FREILA: Precisamente por ser un extraño, al Presidente Carter...

Precisamente por ser un extraño, al Presidente Carter se le hizo difícil trabajar con el Congreso, aun cuando ese cuerpo estaba controlado por su propio Partido Demócrata. Carter atacó frecuentemente a las burocracias de Washington y al exceso de reglamentación federal, e inició el proceso de reducir la injerencia del gobierno en las líneas aéreas, la banca, y el transporte camionero interestatal. Pero no pudo controlar el principal problema económico de los años 70: la inflación. La Organización de Países Exportadores de Petróleo (OPEP) había venido incrementando el costo de esa materia prima desde 1973, y esos aumentos trajeron consigo un alza general de los precios. Para 1980 la inflación había alcanzado una tasa anual de crecimiento de 13,5% y la nación experimentaba un período de dificultad económica.
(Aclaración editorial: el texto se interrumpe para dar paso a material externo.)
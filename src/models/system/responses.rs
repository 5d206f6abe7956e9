use serde::Serialize;
use ts_rs::TS;

// 管理端统计
#[derive(Debug, Serialize, TS)]
#[ts(export, export_to = "../frontend/src/types/generated/system.ts")]
pub struct AdminStatsResponse {
    pub users: u64,
    pub departments: u64,
    pub courses: u64,
    pub professors: u64,
    pub reviews: u64,
    pub pending_reviews: u64,
    pub reported_reviews: u64,
}
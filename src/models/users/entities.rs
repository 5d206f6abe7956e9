use serde::{Deserialize, Serialize};
use ts_rs::TS;

// 用户角色
#[derive(Debug, Clone, Serialize, PartialEq, TS)]
#[serde(rename_all = "snake_case")]
#[ts(export, export_to = "../frontend/src/types/generated/user.ts")]
pub enum UserRole {
    Student, // 学生
    Admin,   // 管理员
}

impl UserRole {
    pub const STUDENT: &'static str = "student";
    pub const ADMIN: &'static str = "admin";

    pub fn admin_roles() -> &'static [&'static UserRole] {
        &[&Self::Admin]
    }
    pub fn all_roles() -> &'static [&'static UserRole] {
        &[&Self::Student, &Self::Admin]
    }
}

impl<'de> Deserialize<'de> for UserRole {
    fn deserialize<D>(deserializer: D) -> Result<Self, D::Error>
    where
        D: serde::Deserializer<'de>,
    {
        let s = String::deserialize(deserializer)?;
        match s.as_str() {
            UserRole::STUDENT => Ok(UserRole::Student),
            UserRole::ADMIN => Ok(UserRole::Admin),
            _ => Err(serde::de::Error::custom(format!(
                "无效的用户角色: '{s}'. 支持的角色: student, admin"
            ))),
        }
    }
}

impl std::fmt::Display for UserRole {
    fn fmt(&self, f: &mut std::fmt::Formatter<'_>) -> std::fmt::Result {
        match self {
            UserRole::Student => write!(f, "{}", UserRole::STUDENT),
            UserRole::Admin => write!(f, "{}", UserRole::ADMIN),
        }
    }
}

impl std::str::FromStr for UserRole {
    type Err = String;

    fn from_str(s: &str) -> Result<Self, Self::Err> {
        match s {
            "student" => Ok(UserRole::Student),
            "admin" => Ok(UserRole::Admin),
            _ => Err(format!("Invalid user role: {s}")),
        }
    }
}

// 用户状态
#[derive(Debug, Clone, Serialize, PartialEq, TS)]
#[serde(rename_all = "snake_case")]
#[ts(export, export_to = "../frontend/src/types/generated/user.ts")]
pub enum UserStatus {
    Active,    // 活跃
    Suspended, // 暂停
    Banned,    // 封禁
}

impl<'de> Deserialize<'de> for UserStatus {
    fn deserialize<D>(deserializer: D) -> Result<Self, D::Error>
    where
        D: serde::Deserializer<'de>,
    {
        let s = String::deserialize(deserializer)?;
        match s.as_str() {
            "active" => Ok(UserStatus::Active),
            "suspended" => Ok(UserStatus::Suspended),
            "banned" => Ok(UserStatus::Banned),
            _ => Err(serde::de::Error::custom(format!(
                "无效的用户状态: '{s}'. 支持的状态: active, suspended, banned"
            ))),
        }
    }
}

impl std::fmt::Display for UserStatus {
    fn fmt(&self, f: &mut std::fmt::Formatter<'_>) -> std::fmt::Result {
        match self {
            UserStatus::Active => write!(f, "active"),
            UserStatus::Suspended => write!(f, "suspended"),
            UserStatus::Banned => write!(f, "banned"),
        }
    }
}

impl std::str::FromStr for UserStatus {
    type Err = String;

    fn from_str(s: &str) -> Result<Self, Self::Err> {
        match s {
            "active" => Ok(UserStatus::Active),
            "suspended" => Ok(UserStatus::Suspended),
            "banned" => Ok(UserStatus::Banned),
            _ => Err(format!("Invalid user status: {s}")),
        }
    }
}

// 用户实体
#[derive(Debug, Clone, Serialize, Deserialize, TS)]
#[ts(export, export_to = "../frontend/src/types/generated/user.ts")]
pub struct User {
    pub id: i64,
    pub name: String,
    pub username: String,
    pub email: String,
    #[serde(skip_serializing, default)] // 不序列化到JSON响应中
    #[ts(skip)]
    pub password_hash: String,
    pub role: UserRole,
    pub status: UserStatus,
    pub email_verified: bool,
    pub last_login: Option<chrono::DateTime<chrono::Utc>>,
    pub created_at: chrono::DateTime<chrono::Utc>,
    pub updated_at: chrono::DateTime<chrono::Utc>,
}

impl User {
    // 生成访问令牌
    pub async fn generate_access_token(&self) -> String {
        match crate::utils::jwt::JwtUtils::generate_access_token(self.id, &self.role.to_string()) {
            Ok(token) => token,
            Err(e) => {
                tracing::error!("JWT token 生成失败: {}", e);
                format!(
                    "fallback_token_{}_{}",
                    self.id,
                    chrono::Utc::now().timestamp()
                )
            }
        }
    }

    // 生成刷新令牌
    pub async fn generate_refresh_token(
        &self,
        refresh_token_expiry: Option<chrono::TimeDelta>,
    ) -> String {
        match crate::utils::jwt::JwtUtils::generate_refresh_token(
            self.id,
            &self.role.to_string(),
            refresh_token_expiry,
        ) {
            Ok(token) => token,
            Err(e) => {
                tracing::error!("JWT refresh token 生成失败: {}", e);
                format!(
                    "fallback_refresh_token_{}_{}",
                    self.id,
                    chrono::Utc::now().timestamp()
                )
            }
        }
    }

    // 生成 token 对（access + refresh）
    pub async fn generate_token_pair(
        &self,
        refresh_token_expiry: Option<chrono::TimeDelta>,
    ) -> Result<crate::utils::jwt::TokenPair, String> {
        crate::utils::jwt::JwtUtils::generate_token_pair(
            self.id,
            &self.role.to_string(),
            refresh_token_expiry,
        )
        .map_err(|e| format!("生成 token 对失败: {e}"))
    }

    /// 是否管理员
    pub fn is_admin(&self) -> bool {
        self.role == UserRole::Admin
    }
}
Carter firmó un segundo Tratado sobre Limitación de Armas Estrategicas (SALT II) con la Unión Soviética, pero éste no llegó a ser ratificado por el Senado después de la invasión soviética a Afganistán en diciembre de 1979. También se mostró poco eficaz frente a otra crisis: en 1979 radicales iraníes irrumpieron en la embajada de Estados Unidos en Teherán y tomaron como rehenes a 50 ciudadanos estadounidenses. El mayor éxito de Carter fue la negociación del Acuerdo de Campo David entre Israel y Egipto, que condujo a un histórico tratado de paz entre ambas naciones.